-- Opening Marker --

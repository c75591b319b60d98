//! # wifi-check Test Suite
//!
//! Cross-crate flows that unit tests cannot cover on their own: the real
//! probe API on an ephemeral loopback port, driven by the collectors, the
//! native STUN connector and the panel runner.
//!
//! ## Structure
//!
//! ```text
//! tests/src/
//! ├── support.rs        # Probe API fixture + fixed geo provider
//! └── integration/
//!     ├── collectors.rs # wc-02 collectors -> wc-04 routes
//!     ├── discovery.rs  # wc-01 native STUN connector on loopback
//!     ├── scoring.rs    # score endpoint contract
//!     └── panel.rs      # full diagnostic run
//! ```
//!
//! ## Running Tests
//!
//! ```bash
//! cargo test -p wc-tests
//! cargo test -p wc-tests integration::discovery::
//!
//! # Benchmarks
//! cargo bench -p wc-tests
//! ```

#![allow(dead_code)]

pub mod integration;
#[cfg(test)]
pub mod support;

-- Closing Marker --
-- Opening Marker --

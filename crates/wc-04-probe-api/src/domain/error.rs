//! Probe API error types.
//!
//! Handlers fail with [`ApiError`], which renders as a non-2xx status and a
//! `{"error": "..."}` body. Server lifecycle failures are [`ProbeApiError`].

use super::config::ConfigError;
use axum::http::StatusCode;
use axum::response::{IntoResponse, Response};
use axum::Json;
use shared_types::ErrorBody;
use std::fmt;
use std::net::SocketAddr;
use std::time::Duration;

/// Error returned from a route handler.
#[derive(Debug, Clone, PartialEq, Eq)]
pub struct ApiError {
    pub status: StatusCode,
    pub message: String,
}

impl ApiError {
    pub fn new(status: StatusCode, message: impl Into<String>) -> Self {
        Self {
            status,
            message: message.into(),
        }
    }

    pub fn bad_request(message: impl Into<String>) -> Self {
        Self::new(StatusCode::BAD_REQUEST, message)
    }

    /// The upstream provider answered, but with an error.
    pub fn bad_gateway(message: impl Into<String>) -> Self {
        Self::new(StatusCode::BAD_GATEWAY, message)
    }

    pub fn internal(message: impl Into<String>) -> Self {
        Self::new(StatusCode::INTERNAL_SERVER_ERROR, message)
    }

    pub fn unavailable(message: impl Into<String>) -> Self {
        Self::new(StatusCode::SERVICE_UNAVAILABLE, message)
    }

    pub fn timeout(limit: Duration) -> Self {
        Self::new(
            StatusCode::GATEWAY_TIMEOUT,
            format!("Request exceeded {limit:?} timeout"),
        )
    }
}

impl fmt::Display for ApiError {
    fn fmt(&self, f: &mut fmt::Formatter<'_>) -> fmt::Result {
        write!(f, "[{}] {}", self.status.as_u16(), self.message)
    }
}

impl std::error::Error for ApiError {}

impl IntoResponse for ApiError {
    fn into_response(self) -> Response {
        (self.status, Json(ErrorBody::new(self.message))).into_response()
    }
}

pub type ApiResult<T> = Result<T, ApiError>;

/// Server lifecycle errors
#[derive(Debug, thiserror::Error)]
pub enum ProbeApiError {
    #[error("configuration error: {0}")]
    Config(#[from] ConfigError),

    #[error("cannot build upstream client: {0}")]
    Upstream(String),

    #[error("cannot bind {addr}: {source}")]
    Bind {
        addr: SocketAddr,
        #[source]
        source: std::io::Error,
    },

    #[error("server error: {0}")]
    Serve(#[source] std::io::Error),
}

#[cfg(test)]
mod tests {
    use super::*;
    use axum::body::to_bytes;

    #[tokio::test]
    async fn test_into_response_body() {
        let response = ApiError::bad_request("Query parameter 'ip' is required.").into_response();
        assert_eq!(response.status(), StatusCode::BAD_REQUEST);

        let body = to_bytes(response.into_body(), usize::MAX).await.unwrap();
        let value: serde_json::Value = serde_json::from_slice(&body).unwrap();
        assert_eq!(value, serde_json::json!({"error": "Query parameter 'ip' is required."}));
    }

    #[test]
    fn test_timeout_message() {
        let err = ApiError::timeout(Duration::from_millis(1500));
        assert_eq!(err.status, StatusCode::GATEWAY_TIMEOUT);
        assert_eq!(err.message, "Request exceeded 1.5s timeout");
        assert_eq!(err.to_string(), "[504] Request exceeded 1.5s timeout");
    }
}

-- Closing Marker --
-- Opening Marker --

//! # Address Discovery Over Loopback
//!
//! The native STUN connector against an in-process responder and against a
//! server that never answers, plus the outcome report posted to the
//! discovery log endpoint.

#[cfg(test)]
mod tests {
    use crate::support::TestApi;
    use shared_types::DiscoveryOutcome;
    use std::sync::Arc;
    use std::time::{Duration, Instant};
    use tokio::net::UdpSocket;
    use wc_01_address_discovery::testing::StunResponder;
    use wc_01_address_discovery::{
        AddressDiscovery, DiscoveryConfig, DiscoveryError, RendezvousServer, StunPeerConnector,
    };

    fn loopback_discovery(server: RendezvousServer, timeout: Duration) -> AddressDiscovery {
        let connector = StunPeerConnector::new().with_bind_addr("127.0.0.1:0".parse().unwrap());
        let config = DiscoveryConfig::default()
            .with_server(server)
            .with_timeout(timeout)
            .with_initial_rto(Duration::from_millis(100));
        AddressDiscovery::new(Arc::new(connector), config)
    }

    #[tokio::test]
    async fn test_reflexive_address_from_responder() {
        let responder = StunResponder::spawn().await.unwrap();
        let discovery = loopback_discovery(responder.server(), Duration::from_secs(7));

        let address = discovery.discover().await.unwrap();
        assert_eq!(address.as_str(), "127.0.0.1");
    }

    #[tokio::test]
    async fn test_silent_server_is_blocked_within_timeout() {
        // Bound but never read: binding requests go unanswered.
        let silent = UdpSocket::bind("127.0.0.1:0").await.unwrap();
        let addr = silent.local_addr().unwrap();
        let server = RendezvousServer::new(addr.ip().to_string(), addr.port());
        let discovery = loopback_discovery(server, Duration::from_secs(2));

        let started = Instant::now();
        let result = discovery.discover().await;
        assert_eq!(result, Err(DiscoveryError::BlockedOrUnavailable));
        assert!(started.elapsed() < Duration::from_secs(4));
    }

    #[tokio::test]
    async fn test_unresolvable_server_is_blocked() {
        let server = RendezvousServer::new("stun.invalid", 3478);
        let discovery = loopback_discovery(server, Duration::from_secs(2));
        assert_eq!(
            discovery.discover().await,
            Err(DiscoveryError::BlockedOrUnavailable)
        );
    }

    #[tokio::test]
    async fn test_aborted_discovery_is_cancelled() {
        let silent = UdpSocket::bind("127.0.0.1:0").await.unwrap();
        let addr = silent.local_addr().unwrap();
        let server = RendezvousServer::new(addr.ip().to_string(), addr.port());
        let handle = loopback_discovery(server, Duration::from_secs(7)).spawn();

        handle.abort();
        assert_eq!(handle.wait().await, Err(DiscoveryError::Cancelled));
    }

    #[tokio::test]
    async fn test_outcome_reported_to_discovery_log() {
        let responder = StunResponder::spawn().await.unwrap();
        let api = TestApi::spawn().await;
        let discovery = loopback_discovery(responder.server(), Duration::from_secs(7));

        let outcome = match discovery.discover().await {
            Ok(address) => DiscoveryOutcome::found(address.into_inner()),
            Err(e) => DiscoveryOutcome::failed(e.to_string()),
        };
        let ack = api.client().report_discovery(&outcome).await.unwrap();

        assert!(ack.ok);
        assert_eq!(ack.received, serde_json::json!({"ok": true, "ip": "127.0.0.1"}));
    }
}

-- Closing Marker --

-- Task to complete --
Of the entries above, repeat exactly the lines between the line with "repository c75591b319b60d98" and the line with "pub mod support;", inclusive, and no others.

-- Your solution --
repository c75591b319b60d98
//! # wifi-check Test Suite
//!
//! Cross-crate flows that unit tests cannot cover on their own: the real
//! probe API on an ephemeral loopback port, driven by the collectors, the
//! native STUN connector and the panel runner.
//!
//! ## Structure
//!
//! ```text
//! tests/src/
//! ├── support.rs        # Probe API fixture + fixed geo provider
//! └── integration/
//!     ├── collectors.rs # wc-02 collectors -> wc-04 routes
//!     ├── discovery.rs  # wc-01 native STUN connector on loopback
//!     ├── scoring.rs    # score endpoint contract
//!     └── panel.rs      # full diagnostic run
//! ```
//!
//! ## Running Tests
//!
//! ```bash
//! cargo test -p wc-tests
//! cargo test -p wc-tests integration::discovery::
//!
//! # Benchmarks
//! cargo bench -p wc-tests
//! ```

#![allow(dead_code)]

pub mod integration;
#[cfg(test)]
pub mod support;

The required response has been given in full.